* **What is being asked**
Tally the lines below that include the string "SurveyUpdate". Reply with the total only.

* **Available records**

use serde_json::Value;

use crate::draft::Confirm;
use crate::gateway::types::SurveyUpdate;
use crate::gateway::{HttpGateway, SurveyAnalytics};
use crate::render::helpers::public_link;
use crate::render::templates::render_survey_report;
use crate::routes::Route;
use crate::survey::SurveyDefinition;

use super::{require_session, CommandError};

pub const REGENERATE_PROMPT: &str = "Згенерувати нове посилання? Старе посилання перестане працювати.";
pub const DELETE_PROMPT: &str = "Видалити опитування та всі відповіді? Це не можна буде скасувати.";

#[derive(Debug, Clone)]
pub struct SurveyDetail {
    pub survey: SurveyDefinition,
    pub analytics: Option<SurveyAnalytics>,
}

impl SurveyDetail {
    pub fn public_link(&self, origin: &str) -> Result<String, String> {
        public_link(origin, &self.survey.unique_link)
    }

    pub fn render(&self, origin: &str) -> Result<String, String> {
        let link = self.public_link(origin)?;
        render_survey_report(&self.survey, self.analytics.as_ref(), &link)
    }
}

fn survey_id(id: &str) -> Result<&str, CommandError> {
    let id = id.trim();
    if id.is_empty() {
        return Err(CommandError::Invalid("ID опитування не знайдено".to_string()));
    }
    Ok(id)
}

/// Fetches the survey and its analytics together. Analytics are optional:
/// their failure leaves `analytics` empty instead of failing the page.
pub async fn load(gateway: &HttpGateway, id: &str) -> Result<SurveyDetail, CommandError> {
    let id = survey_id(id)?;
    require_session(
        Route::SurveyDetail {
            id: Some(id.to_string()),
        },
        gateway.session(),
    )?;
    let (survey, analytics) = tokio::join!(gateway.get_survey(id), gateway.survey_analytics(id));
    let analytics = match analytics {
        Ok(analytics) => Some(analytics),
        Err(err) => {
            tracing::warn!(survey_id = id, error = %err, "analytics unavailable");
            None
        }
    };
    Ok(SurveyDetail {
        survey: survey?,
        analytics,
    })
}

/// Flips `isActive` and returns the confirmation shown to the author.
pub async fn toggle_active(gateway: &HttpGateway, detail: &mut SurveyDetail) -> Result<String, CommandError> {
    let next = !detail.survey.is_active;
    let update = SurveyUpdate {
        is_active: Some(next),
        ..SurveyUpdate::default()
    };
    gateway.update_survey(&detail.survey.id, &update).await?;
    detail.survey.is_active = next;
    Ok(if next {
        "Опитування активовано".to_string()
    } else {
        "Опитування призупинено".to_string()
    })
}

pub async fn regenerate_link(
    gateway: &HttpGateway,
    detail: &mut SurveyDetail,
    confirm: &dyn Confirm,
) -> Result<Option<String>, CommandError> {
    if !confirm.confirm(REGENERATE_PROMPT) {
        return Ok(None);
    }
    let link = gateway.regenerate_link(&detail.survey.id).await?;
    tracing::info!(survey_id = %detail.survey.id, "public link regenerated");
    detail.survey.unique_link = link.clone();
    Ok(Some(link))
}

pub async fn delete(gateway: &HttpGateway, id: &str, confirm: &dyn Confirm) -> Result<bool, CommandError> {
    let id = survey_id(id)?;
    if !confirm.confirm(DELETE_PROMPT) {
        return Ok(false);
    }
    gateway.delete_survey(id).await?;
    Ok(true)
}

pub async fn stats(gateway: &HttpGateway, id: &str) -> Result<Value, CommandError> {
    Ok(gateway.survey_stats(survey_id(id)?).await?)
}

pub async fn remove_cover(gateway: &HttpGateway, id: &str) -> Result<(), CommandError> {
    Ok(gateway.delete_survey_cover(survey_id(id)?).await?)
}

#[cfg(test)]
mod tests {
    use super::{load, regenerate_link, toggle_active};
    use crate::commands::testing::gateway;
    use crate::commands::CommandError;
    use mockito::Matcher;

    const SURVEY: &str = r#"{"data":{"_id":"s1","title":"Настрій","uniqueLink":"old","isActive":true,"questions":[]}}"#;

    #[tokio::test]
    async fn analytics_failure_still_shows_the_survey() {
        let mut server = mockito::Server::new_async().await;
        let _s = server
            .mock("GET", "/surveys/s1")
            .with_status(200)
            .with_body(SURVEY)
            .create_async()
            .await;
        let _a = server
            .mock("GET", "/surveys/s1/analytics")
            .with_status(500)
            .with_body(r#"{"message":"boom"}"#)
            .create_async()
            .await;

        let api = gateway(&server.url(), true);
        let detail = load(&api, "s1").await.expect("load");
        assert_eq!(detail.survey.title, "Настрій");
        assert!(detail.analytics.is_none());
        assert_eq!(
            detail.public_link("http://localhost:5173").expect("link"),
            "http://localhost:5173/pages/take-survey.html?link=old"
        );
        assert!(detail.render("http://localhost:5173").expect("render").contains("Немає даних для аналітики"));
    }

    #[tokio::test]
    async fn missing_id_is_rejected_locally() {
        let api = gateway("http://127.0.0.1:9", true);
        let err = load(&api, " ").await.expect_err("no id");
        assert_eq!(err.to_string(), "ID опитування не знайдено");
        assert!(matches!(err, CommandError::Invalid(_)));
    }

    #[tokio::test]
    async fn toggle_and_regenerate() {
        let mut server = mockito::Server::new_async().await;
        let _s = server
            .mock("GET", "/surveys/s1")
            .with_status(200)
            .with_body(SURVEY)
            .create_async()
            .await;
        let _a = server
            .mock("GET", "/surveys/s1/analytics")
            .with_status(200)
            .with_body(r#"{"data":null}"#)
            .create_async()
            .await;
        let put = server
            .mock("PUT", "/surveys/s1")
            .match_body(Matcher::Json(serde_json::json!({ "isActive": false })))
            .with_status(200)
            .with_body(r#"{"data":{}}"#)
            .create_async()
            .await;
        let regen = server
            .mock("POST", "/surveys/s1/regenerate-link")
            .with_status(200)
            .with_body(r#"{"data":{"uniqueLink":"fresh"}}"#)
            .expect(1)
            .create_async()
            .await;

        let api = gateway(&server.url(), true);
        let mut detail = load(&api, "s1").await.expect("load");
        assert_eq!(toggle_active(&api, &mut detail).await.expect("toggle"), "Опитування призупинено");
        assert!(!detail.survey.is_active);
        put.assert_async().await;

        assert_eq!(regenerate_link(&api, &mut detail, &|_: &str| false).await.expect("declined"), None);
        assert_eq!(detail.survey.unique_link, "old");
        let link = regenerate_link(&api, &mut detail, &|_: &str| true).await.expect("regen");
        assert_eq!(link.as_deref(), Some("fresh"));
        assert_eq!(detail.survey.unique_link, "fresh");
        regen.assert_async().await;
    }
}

* **Response area**
3